Both of Toronto’s parents were immigrants—her mother from Holland, her father from England. Since she was born during The Great Depression, she said she never knew different than living on her father’s meager wages. She said her father made $145 a month and that their house payment was $70 so they didn’t take out-of-state vacations.  When they did take summer trips, it was either to Lagoon or Mirror Lake. Those trips to Mirror Lake took hours she recalled. Interstate 80 and I-15 were only two-way streets. The interstate wouldn’t system wouldn’t start being constructed until after World War II when President Eisenhower started the Interstate and Defense Highways Act of 1956. 

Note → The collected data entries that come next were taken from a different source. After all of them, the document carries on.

use async_trait::async_trait;
use chrono::{DateTime, Utc};
use serde::{Deserialize, Serialize};
use sqlx::postgres::{PgPool, PgPoolOptions};
use std::future::Future;
use std::time::{Duration, Instant};
use tracing::debug;

use super::error::ProbeError;

/// Facts reported by the RPC/dependency status endpoint.
#[derive(Debug, Clone, Copy, PartialEq, Serialize, Deserialize)]
pub struct DependencyStatus {
    pub initialized: bool,
    pub rpc_latency_ms: f64,
    /// Unix milliseconds of the last event the dependency processed.
    #[serde(with = "chrono::serde::ts_milliseconds")]
    pub last_event_timestamp: DateTime<Utc>,
}

/// Database liveness probe supplied by the host application.
#[async_trait]
pub trait DatabaseProbe: Send + Sync {
    /// Round-trip latency in milliseconds.
    async fn ping(&self) -> Result<f64, ProbeError>;
}

/// Dependency status probe supplied by the host application.
#[async_trait]
pub trait DependencyProbe: Send + Sync {
    async fn status(&self) -> Result<DependencyStatus, ProbeError>;
}

/// Run a probe future under a hard timeout.
pub async fn run_with_timeout<T, F>(probe: &str, timeout: Duration, fut: F) -> Result<T, ProbeError>
where
    F: Future<Output = Result<T, ProbeError>>,
{
    match tokio::time::timeout(timeout, fut).await {
        Ok(result) => result,
        Err(_) => Err(ProbeError::Timeout {
            probe: probe.to_string(),
            after_ms: timeout.as_millis() as u64,
        }),
    }
}

/// Pings PostgreSQL with `SELECT 1`.
#[derive(Debug, Clone)]
pub struct PostgresProbe {
    pool: PgPool,
}

impl PostgresProbe {
    /// Builds a lazily connecting single-connection pool; nothing is dialed
    /// until the first ping.
    pub fn connect_lazy(database_url: &str, acquire_timeout: Duration) -> Result<Self, ProbeError> {
        let pool = PgPoolOptions::new()
            .max_connections(1)
            .acquire_timeout(acquire_timeout)
            .connect_lazy(database_url)
            .map_err(|e| ProbeError::unreachable("database", e))?;
        Ok(Self { pool })
    }

    pub fn from_pool(pool: PgPool) -> Self {
        Self { pool }
    }
}

#[async_trait]
impl DatabaseProbe for PostgresProbe {
    async fn ping(&self) -> Result<f64, ProbeError> {
        let start = Instant::now();
        sqlx::query("SELECT 1 as health_check")
            .execute(&self.pool)
            .await
            .map_err(|e| ProbeError::unreachable("database", e))?;

        let latency_ms = start.elapsed().as_secs_f64() * 1000.0;
        debug!(latency_ms, "Database ping succeeded");
        Ok(latency_ms)
    }
}

/// Reads [`DependencyStatus`] as JSON from an HTTP endpoint.
#[derive(Debug, Clone)]
pub struct HttpDependencyProbe {
    client: reqwest::Client,
    url: String,
}

impl HttpDependencyProbe {
    pub fn new(url: impl Into<String>, timeout: Duration) -> Result<Self, ProbeError> {
        let client = reqwest::Client::builder()
            .timeout(timeout)
            .build()
            .map_err(|e| ProbeError::unreachable("dependency", e))?;
        Ok(Self {
            client,
            url: url.into(),
        })
    }
}

#[async_trait]
impl DependencyProbe for HttpDependencyProbe {
    async fn status(&self) -> Result<DependencyStatus, ProbeError> {
        let response = self
            .client
            .get(&self.url)
            .send()
            .await
            .and_then(|r| r.error_for_status())
            .map_err(|e| ProbeError::unreachable("dependency", e))?;

        response
            .json::<DependencyStatus>()
            .await
            .map_err(|e| ProbeError::InvalidResponse {
                probe: "dependency".to_string(),
                reason: e.to_string(),
            })
    }
}

#[cfg(test)]
mod tests {
    use super::*;

    #[tokio::test(start_paused = true)]
    async fn test_timeout_maps_to_probe_error() {
        let slow = async {
            tokio::time::sleep(Duration::from_secs(30)).await;
            Ok::<_, ProbeError>(1.0)
        };

        let result = run_with_timeout("database", Duration::from_secs(5), slow).await;
        assert_eq!(
            result,
            Err(ProbeError::Timeout {
                probe: "database".to_string(),
                after_ms: 5000
            })
        );
    }

    #[tokio::test]
    async fn test_fast_probe_passes_through() {
        let result =
            run_with_timeout("database", Duration::from_secs(5), async { Ok::<_, ProbeError>(3.5) })
                .await;
        assert_eq!(result, Ok(3.5));
    }

    #[test]
    fn test_dependency_status_wire_format() {
        let status: DependencyStatus = serde_json::from_str(
            r#"{"initialized": true, "rpc_latency_ms": 120.5, "last_event_timestamp": 1700000000000}"#,
        )
        .unwrap();
        assert!(status.initialized);
        assert_eq!(status.rpc_latency_ms, 120.5);
        assert_eq!(status.last_event_timestamp.timestamp(), 1_700_000_000);
    }

    #[tokio::test]
    async fn test_unreachable_dependency_endpoint() {
        // Port 9 (discard) on localhost is closed in test environments.
        let probe =
            HttpDependencyProbe::new("http://127.0.0.1:9/status", Duration::from_secs(2)).unwrap();
        let result = probe.status().await;
        assert!(matches!(result, Err(ProbeError::Unreachable { .. })));
    }
}
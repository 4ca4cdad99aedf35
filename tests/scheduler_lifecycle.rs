//! Scheduler cadences driven on a paused tokio clock.

use async_trait::async_trait;
use opswatch::monitoring::{MonitorError, ProcessFacts, SystemFacts};
use opswatch::{
    keys, MonitorConfig, MonitorScheduler, MonitoringService, NotificationChannel, NotifyError,
    Severity,
};
use std::sync::atomic::{AtomicUsize, Ordering};
use std::sync::{Arc, Mutex};
use std::time::Duration;

const MB: u64 = 1024 * 1024;

#[derive(Default)]
struct InboxChannel {
    messages: Mutex<Vec<String>>,
}

#[async_trait]
impl NotificationChannel for InboxChannel {
    fn name(&self) -> &str {
        "inbox"
    }

    async fn send(&self, message: &str) -> Result<(), NotifyError> {
        self.messages.lock().unwrap().push(message.to_string());
        Ok(())
    }
}

/// Reports a fixed resident size, panicking on the first `panics` samples.
struct FlakyFacts {
    resident_mb: u64,
    panics: usize,
    calls: AtomicUsize,
}

impl SystemFacts for FlakyFacts {
    fn sample(&self) -> Result<ProcessFacts, MonitorError> {
        if self.calls.fetch_add(1, Ordering::SeqCst) < self.panics {
            panic!("sampler crashed");
        }
        Ok(ProcessFacts {
            resident_bytes: self.resident_mb * MB,
            ..ProcessFacts::default()
        })
    }
}

fn service(resident_mb: u64, panics: usize, inbox: Arc<InboxChannel>) -> Arc<MonitoringService> {
    let facts = FlakyFacts {
        resident_mb,
        panics,
        calls: AtomicUsize::new(0),
    };
    Arc::new(
        MonitoringService::builder(MonitorConfig::default())
            .channel(inbox)
            .system_facts(Arc::new(facts))
            .build()
            .unwrap(),
    )
}

#[tokio::test(start_paused = true)]
async fn test_cadences_fire_on_schedule() {
    let inbox = Arc::new(InboxChannel::default());
    let service = service(1600, 0, inbox.clone());
    let config = MonitorConfig::default();

    let scheduler = MonitorScheduler::start(Arc::clone(&service), &config.schedule);

    tokio::time::sleep(Duration::from_secs(29)).await;
    assert!(service.alert_history().is_empty());

    tokio::time::sleep(Duration::from_secs(32)).await;
    // Two health checks ran; the second was inside the cooldown.
    assert_eq!(inbox.messages.lock().unwrap().len(), 1);
    assert_eq!(service.alert_history()[0].key, keys::MEMORY_USAGE);
    assert_eq!(service.detailed_metrics().unwrap().bucket_history.len(), 1);

    scheduler.shutdown().await;
}

#[tokio::test(start_paused = true)]
async fn test_health_check_panic_becomes_alert() {
    let inbox = Arc::new(InboxChannel::default());
    let service = service(100, 1, inbox.clone());
    let config = MonitorConfig::default();

    let scheduler = MonitorScheduler::start(Arc::clone(&service), &config.schedule);
    tokio::time::sleep(Duration::from_secs(61)).await;

    let history = service.alert_history();
    assert_eq!(history.len(), 1);
    assert_eq!(history[0].key, keys::HEALTH_CHECK_FAILED);
    assert_eq!(history[0].severity, Severity::Warning);
    assert!(inbox.messages.lock().unwrap()[0].contains("sampler crashed"));

    // Rotation kept running alongside the failed health check.
    assert_eq!(service.detailed_metrics().unwrap().bucket_history.len(), 1);

    scheduler.shutdown().await;
}

#[tokio::test(start_paused = true)]
async fn test_shutdown_stops_all_cadences() {
    let inbox = Arc::new(InboxChannel::default());
    let service = service(100, 0, inbox);
    let config = MonitorConfig::default();

    let scheduler = MonitorScheduler::start(Arc::clone(&service), &config.schedule);
    tokio::time::sleep(Duration::from_secs(61)).await;
    scheduler.shutdown().await;

    tokio::time::sleep(Duration::from_secs(600)).await;
    assert_eq!(service.detailed_metrics().unwrap().bucket_history.len(), 1);
}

“In those days, we’d journey in our small 1935 Ford and my brother and I would be lying on top of all the stuff with about six inches between our noses and the car’s ceiling,” she said.

 When Toronto entered junior high, she attended Irving School in Sugar House and doesn’t remember a girl wearing pants to school. Girls either wore dresses or skirts and for her, most of her clothes were handmade by her mother. 

“Clothing was much more expensive, that’s why my mom sewed,” Toronto said. “Cloth was cheaper, you could get a yard of cotton for 98 cents. It’s really strange to see my grandkids with piles of clothes and now they can buy a T-shirt on sale for two bucks.” 

She added that she only had two pairs of shoes at a time—one good pair and a pair of work shoes. If she or her siblings wanted a special piece of clothing or some ice cream, they had to earn the money for it. Her older sister had gotten a job at an ice cream parlor and made money that way, and her older brother did yard work. She took on the occasional babysitting job. 

At Christmas time, her family would drive to State Street and about 1300 South to select a tree from a woman who brought them in from Montana. The woman was kind of enough to let Toronto and her siblings have their only little trees to put in their bedrooms. 

“She didn’t even make us pay for the little ones,” Toronto recalled. “That tradition of having small trees in the children’s bedrooms has passed down to my grandchildren.” 

When it came to gifts during the holidays, she said that each of her siblings would get one big gift—the girls mainly got dolls and her brother got a toy train or a car. 

After or before presents—depending on when their father had to work—their dad would make them a breakfast called Finnan haddie, which is fish cooked in milk that you put on toast and pour the remaining milk over. 

“It was terrible,” Toronto laughed, “but my mom and dad thought it was a delicacy, so we all acted like it was wonderful because we had it only once a year.” 

After breakfast, neighborhood families visited each other to see what presents they got and hand out homemade cookies and candy. Everyone was in the same financial situation, so no one felt better than anyone else and there was no jealousy, she said. 

Toronto graduated from South High School because Highland hadn’t been built yet, but all her children attend Highland High School. After she got married in 1950, she and her husband moved to a home on Parley’s Canyon Boulevard across from The Country Club Golf Course. Her husband worked at the hospital and if he got home early, he’d watch the kids while she took a break to see a movie at the Southeast Theater by the library. 

“It gave me a chance to get away from the kids and see something else,” Toronto said. “We couldn’t afford to both go out at the same time and hire a sitter so if he ever got home by 9 p.m., that was my big outing.” 

She would also take her kids to Sprague Library every week to pick out books, which the girls loved to do more than the boys. Instead, her boys would run across the street to the golf course and get chased by the warden. She didn’t find this out until they were older. 

Despite their mischief, she always felt her children had a safe childhood in Sugar House. “I look back and I saw, the Lord has blessed me,” Toronto said about growing up and raising her kids in Sugar House.